- _Aim of the exercise_
Extract exactly and only the lines of the data below, starting at the line with "(platform loop) and" and stopping after the final line.

(Stored items)
____

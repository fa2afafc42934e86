//! Fantasy Football Draft Guide Library
//!
//! Turns nflverse-style CSV tables (weekly player stats, coaching staffs,
//! active rosters and contracts) into draft-prep views: league summaries,
//! team and coach histories, and player profiles.
//!
//! ## Pipeline
//!
//! - **Storage**: load and validate the CSV tables, normalizing relocated
//!   franchise codes (`OAK` -> `LV`, `SD` -> `LAC`, ...)
//! - **Aggregation**: weekly rows -> season records with usage and target share
//! - **Ranking**: competition ranks (`1, 1, 3`) per season, position or team
//! - **Coaching**: resolve who held each slot, with play-caller fallback and
//!   interim flags
//! - **Views**: cached, serializable models behind each CLI command
//!
//! ## Quick Start
//!
//! ```rust,no_run
//! use ffl_draft_guide::{commands::league_summary::league_summary, DashboardContext};
//! use ffl_draft_guide::{FantasyMetric, Season};
//!
//! # fn example() -> ffl_draft_guide::Result<()> {
//! let ctx = DashboardContext::load(None)?;
//! let summary = league_summary(&ctx, Season::new(2024), FantasyMetric::Ppr);
//! println!("{}", serde_json::to_string_pretty(&summary)?);
//! # Ok(())
//! # }
//! ```
//!
//! ## Environment Configuration
//!
//! Point the CLI at the directory holding the CSV tables:
//! ```bash
//! export FFL_DRAFT_GUIDE_DATA_DIR=~/nfl-data
//! ```

pub mod cli;
pub mod commands;
pub mod core;
pub mod error;
pub mod pipeline;
pub mod storage;

// Re-export commonly used types
pub use cli::types::{
    AggregationLevel, FantasyMetric, PlayerId, Position, RankScope, Season, SeasonType, TeamId,
    TeamMetric, Week,
};
pub use commands::{DashboardContext, DataOutcome};
pub use core::{DataPaths, TeamRegistry};
pub use error::{DraftGuideError, Result};
pub use storage::DataSet;

pub const DATA_DIR_ENV_VAR: &str = "FFL_DRAFT_GUIDE_DATA_DIR";
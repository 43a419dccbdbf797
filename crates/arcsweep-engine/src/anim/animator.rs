use std::time::{Duration, Instant};

use super::Easing;

/// Duration + easing pair driving one run.
#[derive(Debug, Copy, Clone)]
pub struct AnimationSpec {
    pub duration: Duration,
    pub easing: Easing,
}

impl AnimationSpec {
    /// Quick sweep used for explicitly triggered runs.
    pub const FAST: AnimationSpec = AnimationSpec::new(Duration::from_millis(500), Easing::Decelerate);

    /// Slower sweep used when playing automatically on first layout.
    pub const SLOW: AnimationSpec = AnimationSpec::new(Duration::from_millis(1000), Easing::Decelerate);

    #[inline]
    pub const fn new(duration: Duration, easing: Easing) -> Self {
        Self { duration, easing }
    }
}

impl Default for AnimationSpec {
    fn default() -> Self {
        Self::FAST
    }
}

/// Run generation token. Strictly increasing per animator.
#[derive(Debug, Copy, Clone, Eq, PartialEq, Hash, PartialOrd, Ord)]
pub struct RunToken(u64);

impl RunToken {
    #[inline]
    pub fn generation(self) -> u64 {
        self.0
    }
}

#[derive(Debug, Copy, Clone, Eq, PartialEq)]
pub enum TickPhase {
    /// More ticks follow.
    Running,
    /// Last tick of the run; carries exactly the destination angle.
    Final,
}

/// One sampled animation value.
#[derive(Debug, Copy, Clone, PartialEq)]
pub struct SweepTick {
    pub token: RunToken,
    pub angle: f32,
    /// Normalized elapsed time in `[0, 1]`, before easing.
    pub progress: f32,
    pub phase: TickPhase,
}

impl SweepTick {
    #[inline]
    pub fn is_final(&self) -> bool {
        self.phase == TickPhase::Final
    }
}

/// A single in-flight animation.
#[derive(Debug, Copy, Clone)]
pub struct AnimationRun {
    pub token: RunToken,
    pub from: f32,
    pub to: f32,
    pub spec: AnimationSpec,
    pub started_at: Instant,
    /// Latest elapsed time handed out; keeps ticks non-decreasing.
    last_elapsed: Duration,
}

impl AnimationRun {
    fn new(token: RunToken, from: f32, to: f32, spec: AnimationSpec, started_at: Instant) -> Self {
        Self { token, from, to, spec, started_at, last_elapsed: Duration::ZERO }
    }

    /// Samples the run at `now`.
    fn sample(&mut self, now: Instant) -> SweepTick {
        let elapsed = now.saturating_duration_since(self.started_at).max(self.last_elapsed);
        self.last_elapsed = elapsed;

        let t = if self.spec.duration.is_zero() {
            1.0
        } else {
            (elapsed.as_secs_f64() / self.spec.duration.as_secs_f64()).clamp(0.0, 1.0) as f32
        };

        if t >= 1.0 {
            return SweepTick { token: self.token, angle: self.to, progress: 1.0, phase: TickPhase::Final };
        }

        let eased = self.spec.easing.apply(t);
        SweepTick {
            token: self.token,
            angle: self.from + (self.to - self.from) * eased,
            progress: t,
            phase: TickPhase::Running,
        }
    }
}

/// Drives a sweep angle from a start value to a destination over time.
///
/// At most one run is active. [`start`](Self::start) replaces any run in
/// flight and bumps the generation, so ticks from the replaced run are stale.
#[derive(Debug, Default)]
pub struct SweepAnimator {
    run: Option<AnimationRun>,
    generation: u64,
}

impl SweepAnimator {
    pub fn new() -> Self {
        Self::default()
    }

    /// Begins a run from `from` to `to`, cancelling the previous one.
    pub fn start(&mut self, from: f32, to: f32, spec: AnimationSpec, now: Instant) -> RunToken {
        self.generation += 1;
        let token = RunToken(self.generation);

        if let Some(old) = self.run.replace(AnimationRun::new(token, from, to, spec, now)) {
            log::debug!("sweep run {} replaced by {}", old.token.0, token.0);
        }
        log::debug!(
            "sweep run {} started: {from}° → {to}° over {:?} ({:?})",
            token.0,
            spec.duration,
            spec.easing
        );

        token
    }

    /// Drops the active run. Returns whether there was one.
    pub fn cancel(&mut self) -> bool {
        let had_run = self.run.take().is_some();
        if had_run {
            // Invalidate ticks already handed out for the cancelled run.
            self.generation += 1;
        }
        had_run
    }

    /// Samples the active run at `now`.
    ///
    /// Returns `None` when idle. The tick that reaches the end of the run is
    /// [`TickPhase::Final`] and clears the run.
    pub fn poll(&mut self, now: Instant) -> Option<SweepTick> {
        let run = self.run.as_mut()?;
        let tick = run.sample(now);
        if tick.is_final() {
            self.run = None;
            log::debug!("sweep run {} finished at {}°", tick.token.0, tick.angle);
        }
        Some(tick)
    }

    #[inline]
    pub fn is_running(&self) -> bool {
        self.run.is_some()
    }

    #[inline]
    pub fn run(&self) -> Option<&AnimationRun> {
        self.run.as_ref()
    }

    /// Token of the active run, if any.
    #[inline]
    pub fn current_token(&self) -> Option<RunToken> {
        self.run.map(|r| r.token)
    }

    /// True if `token` belongs to the most recently started run and that run
    /// has not been cancelled or replaced.
    ///
    /// The final tick of a run stays current until another run starts.
    #[inline]
    pub fn is_current(&self, token: RunToken) -> bool {
        token.0 == self.generation
    }
}

#[cfg(test)]
mod tests {
    use super::*;

    fn ms(v: u64) -> Duration {
        Duration::from_millis(v)
    }

    /// Polls every 16ms until the run finishes, collecting all ticks.
    fn drain(animator: &mut SweepAnimator, t0: Instant) -> Vec<SweepTick> {
        let mut ticks = Vec::new();
        let mut at = 0;
        while let Some(tick) = animator.poll(t0 + ms(at)) {
            ticks.push(tick);
            at += 16;
            assert!(at < 10_000, "run never finished");
        }
        ticks
    }

    #[test]
    fn zero_to_270_decelerate_scenario() {
        let mut a = SweepAnimator::new();
        let t0 = Instant::now();
        a.start(0.0, 270.0, AnimationSpec::FAST, t0);

        let ticks = drain(&mut a, t0);
        let last = ticks.last().unwrap();
        assert_eq!(last.angle, 270.0);
        assert!(last.is_final());
        assert_eq!(ticks.iter().filter(|t| t.is_final()).count(), 1);

        assert!(!a.is_running());
        assert_eq!(a.poll(t0 + ms(2_000)), None);
    }

    #[test]
    fn decelerate_midpoint_value() {
        let mut a = SweepAnimator::new();
        let t0 = Instant::now();
        a.start(0.0, 270.0, AnimationSpec::FAST, t0);
        let tick = a.poll(t0 + ms(250)).unwrap();
        assert!((tick.angle - 202.5).abs() < 1e-3);
        assert_eq!(tick.phase, TickPhase::Running);
    }

    #[test]
    fn monotonic_easings_give_monotonic_ticks() {
        let easings = [Easing::Linear, Easing::Accelerate, Easing::Decelerate, Easing::AccelerateDecelerate];
        for easing in easings {
            for &(from, to) in &[(0.0f32, 270.0f32), (300.0, 45.0)] {
                let mut a = SweepAnimator::new();
                let t0 = Instant::now();
                a.start(from, to, AnimationSpec::new(ms(300), easing), t0);

                let ticks = drain(&mut a, t0);
                let (lo, hi) = (from.min(to), from.max(to));
                for pair in ticks.windows(2) {
                    let step = pair[1].angle - pair[0].angle;
                    assert!(step * (to - from).signum() >= -1e-4, "{easing:?} {from}->{to}");
                }
                assert!(ticks.iter().all(|t| t.angle >= lo - 1e-4 && t.angle <= hi + 1e-4));
                assert_eq!(ticks.last().unwrap().angle, to);
            }
        }
    }

    #[test]
    fn overshoot_ends_exactly_on_target() {
        let mut a = SweepAnimator::new();
        let t0 = Instant::now();
        a.start(0.0, 100.0, AnimationSpec::new(ms(400), Easing::OVERSHOOT), t0);
        let ticks = drain(&mut a, t0);
        assert!(ticks.iter().any(|t| t.angle > 100.0));
        assert_eq!(ticks.last().unwrap().angle, 100.0);
    }

    #[test]
    fn restart_makes_old_ticks_stale() {
        let mut a = SweepAnimator::new();
        let t0 = Instant::now();
        let first = a.start(0.0, 270.0, AnimationSpec::FAST, t0);
        let old_tick = a.poll(t0 + ms(100)).unwrap();
        assert!(a.is_current(old_tick.token));

        let second = a.start(0.0, 90.0, AnimationSpec::FAST, t0 + ms(120));
        assert!(second > first);
        assert!(!a.is_current(old_tick.token));
        assert!(a.is_current(second));

        for tick in drain(&mut a, t0 + ms(120)) {
            assert_eq!(tick.token, second);
        }
    }

    #[test]
    fn rapid_double_start_leaves_one_run() {
        let mut a = SweepAnimator::new();
        let t0 = Instant::now();
        a.start(0.0, 270.0, AnimationSpec::FAST, t0);
        let token = a.start(0.0, 270.0, AnimationSpec::FAST, t0);
        assert_eq!(a.current_token(), Some(token));
        assert_eq!(token.generation(), 2);

        let ticks = drain(&mut a, t0);
        assert!(ticks.iter().all(|t| t.token == token));
    }

    #[test]
    fn cancel_invalidates_pending_ticks() {
        let mut a = SweepAnimator::new();
        let t0 = Instant::now();
        a.start(0.0, 270.0, AnimationSpec::FAST, t0);
        let tick = a.poll(t0 + ms(50)).unwrap();

        assert!(a.cancel());
        assert!(!a.is_current(tick.token));
        assert!(!a.cancel());
        assert_eq!(a.poll(t0 + ms(60)), None);
    }

    #[test]
    fn zero_duration_finishes_immediately() {
        let mut a = SweepAnimator::new();
        let t0 = Instant::now();
        a.start(10.0, 20.0, AnimationSpec::new(Duration::ZERO, Easing::Linear), t0);
        let tick = a.poll(t0).unwrap();
        assert!(tick.is_final());
        assert_eq!(tick.angle, 20.0);
    }

    #[test]
    fn elapsed_never_goes_backwards() {
        let mut a = SweepAnimator::new();
        let t0 = Instant::now();
        a.start(0.0, 100.0, AnimationSpec::new(ms(1000), Easing::Linear), t0);
        let later = a.poll(t0 + ms(600)).unwrap();
        let earlier = a.poll(t0 + ms(200)).unwrap();
        assert_eq!(earlier.angle, later.angle);
    }

    #[test]
    fn poll_before_start_yields_from() {
        let mut a = SweepAnimator::new();
        let t0 = Instant::now();
        a.start(30.0, 100.0, AnimationSpec::SLOW, t0 + ms(100));
        let tick = a.poll(t0).unwrap();
        assert_eq!(tick.angle, 30.0);
        assert_eq!(tick.progress, 0.0);
    }

    #[test]
    fn presets_carry_expected_durations() {
        assert_eq!(AnimationSpec::FAST.duration, ms(500));
        assert_eq!(AnimationSpec::SLOW.duration, ms(1000));
        assert_eq!(AnimationSpec::SLOW.easing.name(), Some("decelerate"));
    }
}
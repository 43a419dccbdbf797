//! GPU types shared by shape pipelines.

use bytemuck::{Pod, Zeroable};

pub(super) fn premul_alpha_blend() -> wgpu::BlendState {
    let component = wgpu::BlendComponent {
        src_factor: wgpu::BlendFactor::One,
        dst_factor: wgpu::BlendFactor::OneMinusSrcAlpha,
        operation: wgpu::BlendOperation::Add,
    };
    wgpu::BlendState { color: component, alpha: component }
}

#[repr(C)]
#[derive(Debug, Copy, Clone, Pod, Zeroable)]
pub(super) struct ViewportUniform {
    pub viewport: [f32; 2],
    pub _pad: [f32; 2], // 16-byte alignment
}

/// Unit quad corner; expanded to the shape's bounds in the vertex shader.
#[repr(C)]
#[derive(Debug, Copy, Clone, Pod, Zeroable)]
pub(super) struct QuadVertex {
    pub pos: [f32; 2], // 0..1
}

impl QuadVertex {
    const ATTRS: [wgpu::VertexAttribute; 1] = wgpu::vertex_attr_array![0 => Float32x2];

    pub(super) fn layout() -> wgpu::VertexBufferLayout<'static> {
        wgpu::VertexBufferLayout {
            array_stride: std::mem::size_of::<QuadVertex>() as u64,
            step_mode: wgpu::VertexStepMode::Vertex,
            attributes: &Self::ATTRS,
        }
    }
}

pub(super) const QUAD_VERTICES: [QuadVertex; 4] = [
    QuadVertex { pos: [0.0, 0.0] },
    QuadVertex { pos: [1.0, 0.0] },
    QuadVertex { pos: [1.0, 1.0] },
    QuadVertex { pos: [0.0, 1.0] },
];

pub(super) const QUAD_INDICES: [u16; 6] = [0, 1, 2, 0, 2, 3];
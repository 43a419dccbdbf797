mod arc;

pub use arc::{ArcCmd, Stroke};
impl ArcConfig {
    /// Two black stops, used for whichever gradient half is missing.
    pub const DEFAULT_GRADIENT_COLORS: [Color; 2] = [Color::BLACK, Color::BLACK];
    pub const DEFAULT_GRADIENT_POSITIONS: [f32; 2] = [0.0, 1.0];

    /// Builds a config from `(name, value)` pairs.
    ///
    /// Later pairs override earlier ones. Unknown names are ignored.
    pub fn from_attributes<'a, I>(pairs: I) -> (Self, Vec<ConfigParseFailure>)
    where
        I: IntoIterator<Item = (&'a str, &'a str)>,
    {
        let mut config = Self::default();
        let mut failures = Vec::new();

        for (key, value) in pairs {
            if let Err(failure) = config.apply(key.trim(), value.trim()) {
                log::warn!("{failure}; using default");
                failures.push(failure);
            }
        }

        (config, failures)
    }

    /// Parses `key = value` lines. Blank lines and lines starting with `#`
    /// are skipped.
    pub fn parse_block(text: &str) -> (Self, Vec<ConfigParseFailure>) {
        let mut pairs = Vec::new();
        let mut failures = Vec::new();

        for line in text.lines().map(str::trim) {
            if line.is_empty() || line.starts_with('#') {
                continue;
            }
            match line.split_once('=') {
                Some((key, value)) => pairs.push((key, value)),
                None => {
                    let failure = ConfigParseFailure::new(line, "", "expected `key = value`");
                    log::warn!("{failure}");
                    failures.push(failure);
                }
            }
        }

        let (config, mut attr_failures) = Self::from_attributes(pairs);
        failures.append(&mut attr_failures);
        (config, failures)
    }

    fn apply(&mut self, key: &str, value: &str) -> Result<(), ConfigParseFailure> {
        match key {
            "startAngle" => {
                self.start_angle = ArcStyle::DEFAULT_START_ANGLE;
                self.start_angle = parse_angle(key, value)?;
            }
            "sweepAngle" => {
                self.sweep_angle = SweepState::DEFAULT_SWEEP;
                self.sweep_angle = parse_angle(key, value)?;
            }
            "destinationSweepAngle" => {
                self.destination_sweep_angle = SweepState::DEFAULT_SWEEP;
                self.destination_sweep_angle = parse_angle(key, value)?;
            }
            "strokeWidth" | "strokeWidthPx" => {
                self.stroke_width = ArcStyle::DEFAULT_STROKE_WIDTH;
                self.stroke_width = parse_px(key, value)?;
            }
            "useAnimation" => {
                self.use_animation = false;
                self.use_animation = parse_bool(key, value)?;
            }
            "autoAnimation" => {
                self.auto_animation = false;
                self.auto_animation = parse_bool(key, value)?;
            }
            "arcColor" => {
                self.arc_color = None;
                self.arc_color = Some(parse_color(key, value)?);
            }
            "gradientColors" => {
                self.gradient_colors = Some(Self::DEFAULT_GRADIENT_COLORS.to_vec());
                self.gradient_colors = Some(parse_list(key, value, parse_color)?);
            }
            "gradientColorPositions" => {
                self.gradient_positions = Some(Self::DEFAULT_GRADIENT_POSITIONS.to_vec());
                self.gradient_positions = Some(parse_list(key, value, parse_position)?);
            }
            "animationDuration" => {
                self.animation_duration = None;
                self.animation_duration = Some(parse_duration(key, value)?);
            }
            "animationEasing" => {
                self.animation_easing = AnimationSpec::FAST.easing;
                self.animation_easing = value
                    .parse::<Easing>()
                    .map_err(|e| ConfigParseFailure::new(key, value, e.to_string()))?;
            }
            "animationOrigin" => {
                self.animation_origin = AnimationOrigin::Zero;
                self.animation_origin = match value.to_ascii_lowercase().as_str() {
                    "zero" => AnimationOrigin::Zero,
                    "current" => AnimationOrigin::Current,
                    _ => return Err(ConfigParseFailure::new(key, value, "expected `zero` or `current`")),
                };
            }
            _ => log::debug!("ignoring unknown attribute `{key}`"),
        }
        Ok(())
    }

    /// Arc style from the configured start angle and stroke width.
    pub fn style(&self) -> ArcStyle {
        ArcStyle::new(self.start_angle, self.stroke_width)
    }

    /// Animation policy from `useAnimation`, `autoAnimation` and the timing
    /// attributes.
    ///
    /// Without `animationDuration`, auto-play uses [`AnimationSpec::SLOW`]'s
    /// duration and explicit starts use [`AnimationSpec::FAST`]'s.
    pub fn policy(&self) -> AnimationPolicy {
        let (trigger, preset) = if self.auto_animation {
            (AnimationTrigger::Auto, AnimationSpec::SLOW)
        } else {
            (AnimationTrigger::Manual, AnimationSpec::FAST)
        };
        let duration = self.animation_duration.unwrap_or(preset.duration);

        AnimationPolicy {
            enabled: self.use_animation,
            trigger,
            origin: self.animation_origin,
            spec: AnimationSpec::new(duration, self.animation_easing),
        }
    }
}

/// Gradient stops from optional color and position lists.
///
/// `None` when neither list is set. A missing list uses its two-stop
/// default; mismatched lengths fall back to the default ramp with a warning.
pub(crate) fn gradient_from_parts(
    colors: Option<&[Color]>,
    positions: Option<&[f32]>,
) -> Option<GradientSpec> {
    if colors.is_none() && positions.is_none() {
        return None;
    }
    let colors = colors.unwrap_or(&ArcConfig::DEFAULT_GRADIENT_COLORS[..]);
    let positions = positions.unwrap_or(&ArcConfig::DEFAULT_GRADIENT_POSITIONS[..]);
    Some(GradientSpec::from_parts_or_default(colors, positions))
}

// ── value parsers ─────────────────────────────────────────────────────────

fn parse_angle(key: &str, value: &str) -> Result<f32, ConfigParseFailure> {
    let v: f32 = value
        .parse()
        .map_err(|_| ConfigParseFailure::new(key, value, "expected a number of degrees"))?;
    if !v.is_finite() {
        return Err(ConfigParseFailure::new(key, value, "angle must be finite"));
    }
    Ok(v)
}

fn parse_px(key: &str, value: &str) -> Result<f32, ConfigParseFailure> {
    let digits = value.strip_suffix("px").map(str::trim_end).unwrap_or(value);
    let v: f32 = digits
        .parse()
        .map_err(|_| ConfigParseFailure::new(key, value, "expected a pixel size"))?;
    if !v.is_finite() || v < 0.0 {
        return Err(ConfigParseFailure::new(key, value, "pixel size must be finite and non-negative"));
    }
    Ok(v)
}

fn parse_bool(key: &str, value: &str) -> Result<bool, ConfigParseFailure> {
    match value.to_ascii_lowercase().as_str() {
        "true" | "1" => Ok(true),
        "false" | "0" => Ok(false),
        _ => Err(ConfigParseFailure::new(key, value, "expected `true` or `false`")),
    }
}

fn parse_duration(key: &str, value: &str) -> Result<Duration, ConfigParseFailure> {
    let digits = value.strip_suffix("ms").map(str::trim_end).unwrap_or(value);
    digits
        .parse::<u64>()
        .map(Duration::from_millis)
        .map_err(|_| ConfigParseFailure::new(key, value, "expected whole milliseconds"))
}

fn parse_position(key: &str, value: &str) -> Result<f32, ConfigParseFailure> {
    let v: f32 = value
        .parse()
        .map_err(|_| ConfigParseFailure::new(key, value, "expected a stop position"))?;
    if !v.is_finite() {
        return Err(ConfigParseFailure::new(key, value, "stop position must be finite"));
    }
    Ok(v)
}

/// `#AARRGGBB`, `#RRGGBB` (opaque) or `0xAARRGGBB`.
fn parse_color(key: &str, value: &str) -> Result<Color, ConfigParseFailure> {
    let (hex, short_allowed) = if let Some(rest) = value.strip_prefix('#') {
        (rest, true)
    } else if let Some(rest) = value.strip_prefix("0x").or_else(|| value.strip_prefix("0X")) {
        (rest, false)
    } else {
        return Err(ConfigParseFailure::new(key, value, "color must start with `#` or `0x`"));
    };

    if !hex.chars().all(|c| c.is_ascii_hexdigit()) {
        return Err(ConfigParseFailure::new(key, value, "color contains non-hex digits"));
    }

    let argb = match hex.len() {
        8 => u32::from_str_radix(hex, 16),
        6 if short_allowed => u32::from_str_radix(hex, 16).map(|rgb| 0xFF00_0000 | rgb),
        n => {
            return Err(ConfigParseFailure::new(
                key,
                value,
                format!("expected 8 hex digits (or 6 after `#`), got {n}"),
            ));
        }
    }
    .map_err(|e| ConfigParseFailure::new(key, value, e.to_string()))?;

    Ok(Color::from_argb(argb))
}

fn parse_list<T>(
    key: &str,
    value: &str,
    item: fn(&str, &str) -> Result<T, ConfigParseFailure>,
) -> Result<Vec<T>, ConfigParseFailure> {
    let inner = value
        .strip_prefix('[')
        .and_then(|v| v.strip_suffix(']'))
        .unwrap_or(value);

    let items = inner
        .split(',')
        .map(str::trim)
        .filter(|s| !s.is_empty())
        .map(|s| item(key, s).map_err(|f| ConfigParseFailure::new(key, value, f.reason)))
        .collect::<Result<Vec<_>, _>>()?;

    if items.is_empty() {
        return Err(ConfigParseFailure::new(key, value, "list is empty"));
    }
    Ok(items)
}
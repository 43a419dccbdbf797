//! Core engine-facing contracts.
//!
//! This module defines the interface between the runtime (platform loop) and
//! higher layers. Apps see logical-pixel host events and a per-frame context;
//! winit types stay behind the runtime.

mod app;
mod ctx;

pub use app::{App, AppControl, HostEvent, HostKey};
pub use ctx::FrameCtx;
pub(crate) use ctx::logical_viewport;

____

- _Response to this exercise_
//! This module defines the interface between the runtime (platform loop) and
//! higher layers. Apps see logical-pixel host events and a per-frame context;
//! winit types stay behind the runtime.

mod app;
mod ctx;

pub use app::{App, AppControl, HostEvent, HostKey};
pub use ctx::FrameCtx;
pub(crate) use ctx::logical_viewport;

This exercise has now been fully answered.